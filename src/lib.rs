//! A self-healing AMQP 0-9-1 consumer for RabbitMQ.
//!
//! `warren` keeps a queue subscription alive for you. You describe the
//! subscription once - queue, exchanges, bindings, QoS - and the consumer
//! replays that setup on a fresh channel whenever the current one dies.
//! Messages flow through an async handler under a bounded concurrency
//! budget, and every delivery is acked or nacked exactly once based on the
//! handler's outcome.
//!
//! # Example
//!
//! ```rust,no_run
//! use std::sync::Arc;
//!
//! use warren::{
//!     ConnectionFactory, Consumer, ConsumerStatus, QosOptions, QueueBinding, RabbitConnection,
//!     RabbitMqSettings,
//! };
//!
//! #[tokio::main]
//! async fn main() -> Result<(), anyhow::Error> {
//!     let settings = RabbitMqSettings::default();
//!     let factory = ConnectionFactory::new_from_config(&settings)?;
//!     let connection = Arc::new(RabbitConnection::new(factory));
//!
//!     let mut consumer = Consumer::builder(connection, "orders")
//!         .queue_binding(QueueBinding::new("events", "order.*"))
//!         .qos(QosOptions::prefetch(16))
//!         .concurrency(8)
//!         .handler(|incoming| async move {
//!             println!("received {} bytes", incoming.message.payload.len());
//!             incoming.replier.reply(b"done".to_vec()).await?;
//!             Ok::<Option<ConsumerStatus>, anyhow::Error>(None)
//!         });
//!
//!     // ... run until shutdown ...
//!     consumer.close().await?;
//!     Ok(())
//! }
//! ```

pub mod configuration;
pub mod consumer;
pub mod message;
pub mod rabbit_mq;
pub mod topology;
pub mod transport;

pub use configuration::{RabbitMqSettings, RabbitMqTlsSettings};
pub use consumer::{
    ClosureHandler, Consumer, ConsumerBuilder, ConsumerError, ConsumerEvent, ConsumerStatus,
    Handler, Incoming, Replier, ReplyError, Stats,
};
pub use message::{AMQPProperties, Message, OutboundMessage};
pub use rabbit_mq::{ConnectionFactory, RabbitConnection};
pub use topology::{
    ConsumeOptions, ExchangeBinding, ExchangeKind, ExchangeOptions, QosOptions, QueueBinding,
    QueueOptions,
};
pub use transport::{ChannelError, ChannelSource, ConsumerChannel, DynChannel};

━━━━

(WHAT THE TASK ASKS) Write the lines again exactly, from the first line of the material above to the line that includes "current one dies.", both included. Leave out all the rest.

(RESPONSE)
filename src/lib.rs
//! A self-healing AMQP 0-9-1 consumer for RabbitMQ.
//!
//! `warren` keeps a queue subscription alive for you. You describe the
//! subscription once - queue, exchanges, bindings, QoS - and the consumer
//! replays that setup on a fresh channel whenever the current one dies.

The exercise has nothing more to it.